5. **Install GPT experiments requirements:**
```bash
cd Gpt_Experiments
pip install -r gpt_requirements.txt
cd ..
```

6. **Install RAG experiments requirements:**
```bash
cd RAG_Experiments
pip install -r rag_requirements.txt
cd ..
```

**Note**: The `rag_requirements.txt` includes:
- `openai>=1.13.3` — OpenAI API client (GPT-4o Mini + GPT-5 Mini + embeddings)
- `numpy>=1.24.0`, `pandas>=2.0.0` — Data handling
- `scikit-learn>=1.2.0` — NearestNeighbors retrieval index and metrics

7. **Install Analysis requirements:**
```bash
cd Analysis
pip install -r analysis_requirements.txt
cd ..
```

## Configuration

All data paths are **auto-resolved relative to the project root** — no manual path editing is needed as long as the repository structure is intact.

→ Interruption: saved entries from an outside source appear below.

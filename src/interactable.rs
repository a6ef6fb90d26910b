use bevy::prelude::*;

use crate::data_for_backends::TkRigidBody;
use crate::math::{Float, Vector3};

/// Heavy objects never weigh less than this.
pub const HEAVY_MASS_FLOOR: Float = 10.0;

/// How an object responds to telekinesis. Fixed when the object is created.
#[derive(Debug, Default, Clone, Copy, PartialEq, Eq, Hash)]
#[cfg_attr(feature = "serialize", derive(serde::Serialize, serde::Deserialize))]
pub enum TkObjectClass {
    /// Can be freely manipulated.
    #[default]
    Standard,
    /// Can be freely manipulated. Meant for objects whose anchoring matters.
    Anchorable,
    /// Can only be manipulated while the holder has an active anchor, and slows the holder down.
    Heavy,
}

impl TkObjectClass {
    pub fn can_be_manipulated(self, has_anchor_available: bool) -> bool {
        match self {
            Self::Standard | Self::Anchorable => true,
            Self::Heavy => has_anchor_available,
        }
    }

    /// Holding an object of this class restricts the holder's movement.
    pub fn restricts_holder(self) -> bool {
        match self {
            Self::Standard | Self::Anchorable => false,
            Self::Heavy => true,
        }
    }

    /// Scale of the manipulation pull, given the multiplier configured for heavy objects.
    pub fn force_multiplier(self, heavy_multiplier: Float) -> Float {
        match self {
            Self::Standard | Self::Anchorable => 1.0,
            Self::Heavy => heavy_multiplier,
        }
    }
}

/// Linear and angular damping of an object, while held and while resting.
#[derive(Debug, Clone, Copy, PartialEq)]
#[cfg_attr(feature = "serialize", derive(serde::Serialize, serde::Deserialize))]
pub struct TkDampingProfile {
    pub held: Float,
    pub resting: Float,
}

impl Default for TkDampingProfile {
    fn default() -> Self {
        Self {
            held: 0.5,
            resting: 1.0,
        }
    }
}

/// How an object should look, derived from its flags.
#[derive(Debug, Clone, Copy, PartialEq, Eq, Hash)]
pub enum TkHighlightState {
    Resting,
    Highlighted,
    Anchored,
}

/// An object that can be grabbed and anchored.
///
/// The object's body, if any, is the [`TkRigidBody`] of the same entity. All the mutators take it
/// as an `Option`, and objects without a body still track their flags.
#[derive(Component, Debug, Clone)]
#[cfg_attr(feature = "serialize", derive(serde::Serialize, serde::Deserialize))]
pub struct TkInteractable {
    pub class: TkObjectClass,
    pub can_be_anchored: bool,
    /// Start frozen, and only wake up when first manipulated.
    pub start_kinematic: bool,
    /// Point the manipulation pulls toward the hold point, relative to the body and in its local
    /// space. When `None`, the body's origin is used.
    pub manipulation_center: Option<Vector3>,
    pub damping: TkDampingProfile,
    #[cfg_attr(feature = "serialize", serde(skip))]
    anchored: bool,
    #[cfg_attr(feature = "serialize", serde(skip))]
    manipulated: bool,
    #[cfg_attr(feature = "serialize", serde(skip))]
    highlighted: bool,
    #[cfg_attr(feature = "serialize", serde(skip))]
    has_awoken: bool,
    #[cfg_attr(feature = "serialize", serde(skip))]
    kinematic_before_anchor: bool,
}

impl Default for TkInteractable {
    fn default() -> Self {
        Self::new(TkObjectClass::Standard)
    }
}

/// Decide if setting an object as manipulated should unfreeze it, and update the latch.
///
/// Objects that start kinematic wake up on their first manipulation, and never again.
fn wake_on_manipulation(start_kinematic: bool, has_awoken: &mut bool) -> bool {
    if start_kinematic && !*has_awoken {
        *has_awoken = true;
        true
    } else {
        false
    }
}

impl TkInteractable {
    pub fn new(class: TkObjectClass) -> Self {
        Self {
            class,
            can_be_anchored: true,
            start_kinematic: false,
            manipulation_center: None,
            damping: Default::default(),
            anchored: false,
            manipulated: false,
            highlighted: false,
            has_awoken: false,
            kinematic_before_anchor: false,
        }
    }

    pub fn with_can_be_anchored(mut self, can_be_anchored: bool) -> Self {
        self.can_be_anchored = can_be_anchored;
        self
    }

    pub fn with_start_kinematic(mut self, start_kinematic: bool) -> Self {
        self.start_kinematic = start_kinematic;
        self
    }

    pub fn with_manipulation_center(mut self, offset: Vector3) -> Self {
        self.manipulation_center = Some(offset);
        self
    }

    pub fn is_anchored(&self) -> bool {
        self.anchored
    }

    pub fn is_manipulated(&self) -> bool {
        self.manipulated
    }

    /// The object is anchored or manipulated, i.e. something other than plain physics decides
    /// where it goes.
    pub fn is_controlled(&self) -> bool {
        self.anchored || self.manipulated
    }

    pub fn is_highlighted(&self) -> bool {
        self.highlighted
    }

    pub fn has_awoken(&self) -> bool {
        self.has_awoken
    }

    pub fn highlight_state(&self) -> TkHighlightState {
        if self.anchored {
            TkHighlightState::Anchored
        } else if self.highlighted {
            TkHighlightState::Highlighted
        } else {
            TkHighlightState::Resting
        }
    }

    pub fn set_highlight(&mut self, highlighted: bool) {
        self.highlighted = highlighted;
    }

    /// The world space point the manipulation pulls toward the hold point.
    pub fn manipulation_center(&self, body: &TkRigidBody) -> Vector3 {
        match self.manipulation_center {
            Some(offset) => body.translation + body.rotation * offset,
            None => body.translation,
        }
    }

    /// Prepare the body when the object enters the world.
    pub fn initialize(&self, body: &mut TkRigidBody) {
        if self.class == TkObjectClass::Heavy && body.mass() < HEAVY_MASS_FLOOR {
            body.set_mass(HEAVY_MASS_FLOOR);
        }
        if self.start_kinematic && !self.has_awoken {
            body.set_kinematic(true);
        }
        body.linear_damping = self.damping.resting;
        body.angular_damping = self.damping.resting;
    }

    pub fn can_be_manipulated(&self, has_anchor_available: bool) -> bool {
        !self.anchored && self.class.can_be_manipulated(has_anchor_available)
    }

    /// Freeze the object in place.
    ///
    /// Fails if the object is already anchored or cannot be anchored at all.
    pub fn try_anchor(&mut self, body: Option<&mut TkRigidBody>) -> bool {
        if !self.can_be_anchored || self.anchored {
            return false;
        }
        self.anchored = true;
        if let Some(body) = body {
            self.kinematic_before_anchor = body.is_kinematic();
            body.set_kinematic(true);
        }
        true
    }

    /// Unfreeze the object, returning its body to the kinematic state it had before anchoring.
    pub fn release_anchor(&mut self, body: Option<&mut TkRigidBody>) {
        if !self.anchored {
            return;
        }
        self.anchored = false;
        if let Some(body) = body {
            body.set_kinematic(self.kinematic_before_anchor);
        }
    }

    /// Mark the object as held or released.
    ///
    /// Anchored objects cannot become manipulated, so setting them as manipulated does nothing.
    pub fn set_manipulated(&mut self, manipulated: bool, body: Option<&mut TkRigidBody>) {
        if manipulated && self.anchored {
            return;
        }
        self.manipulated = manipulated;
        let Some(body) = body else {
            return;
        };
        let damping = if manipulated {
            if wake_on_manipulation(self.start_kinematic, &mut self.has_awoken) {
                body.set_kinematic(false);
            }
            self.damping.held
        } else {
            self.damping.resting
        };
        body.linear_damping = damping;
        body.angular_damping = damping;
    }
}

/// Mutable access to an object and its body.
pub struct TkObjectMut<'a> {
    pub interactable: &'a mut TkInteractable,
    pub body: Option<&'a mut TkRigidBody>,
}

/// Finds interactable objects by entity.
pub trait TkInteractableLookup {
    fn interactable(&self, entity: Entity) -> Option<&TkInteractable>;
}

/// Finds interactable objects by entity, for mutating them.
pub trait TkInteractableLookupMut: TkInteractableLookup {
    fn object_mut(&mut self, entity: Entity) -> Option<TkObjectMut<'_>>;
}

impl TkInteractableLookup for Query<'_, '_, &'static TkInteractable> {
    fn interactable(&self, entity: Entity) -> Option<&TkInteractable> {
        self.get(entity).ok()
    }
}

impl TkInteractableLookup
    for Query<'_, '_, (&'static mut TkInteractable, Option<&'static mut TkRigidBody>)>
{
    fn interactable(&self, entity: Entity) -> Option<&TkInteractable> {
        let (interactable, _) = self.get(entity).ok()?;
        Some(interactable)
    }
}

impl TkInteractableLookupMut
    for Query<'_, '_, (&'static mut TkInteractable, Option<&'static mut TkRigidBody>)>
{
    fn object_mut(&mut self, entity: Entity) -> Option<TkObjectMut<'_>> {
        let (interactable, body) = self.get_mut(entity).ok()?;
        Some(TkObjectMut {
            interactable: interactable.into_inner(),
            body: body.map(Mut::into_inner),
        })
    }
}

### API Keys (GPT and RAG experiments only)

```bash
# Set your OpenAI API key in:
# - Gpt_Experiments/scripts/config.py (for GPT experiments)
# - RAG_Experiments/code/config.py (for RAG experiments)
OPENAI_API_KEY = "your-api-key-here"
```

### GitHub Token (optional, for bot analysis only)

```bash
# Set in Analysis/config.py (only needed for bot_labeling_analysis.py):
GITHUB_TOKEN = "ghp_..."
```

## Usage

### Fine-tuned Experiments

```bash
cd Fine_tuned_Experiments
python distilbert_final.py
python roberta_final.py
```

### GPT Experiments

```bash
cd Gpt_Experiments/scripts
python gpt4o_mini_zeroshot_gridsearch.py # GPT-4o Mini zero-shot
python gpt4o_mini_fewshot_gridsearch.py # GPT-4o Mini few-shot
python gpt_5_mini_zeroshot_gridsearch.py # GPT-5 Mini zero-shot
python gpt_5_mini_fewshot_gridsearch.py # GPT-5 Mini few-shot
python gpt_5_nano_zeroshot.py # GPT-5 Nano zero-shot
python gpt_5_nano_fewshot.py # GPT-5 Nano few-shot
```

### RAG Experiments

Run from the project root directory. Scripts are self-contained and use `RAG_Experiments/code/config.py`.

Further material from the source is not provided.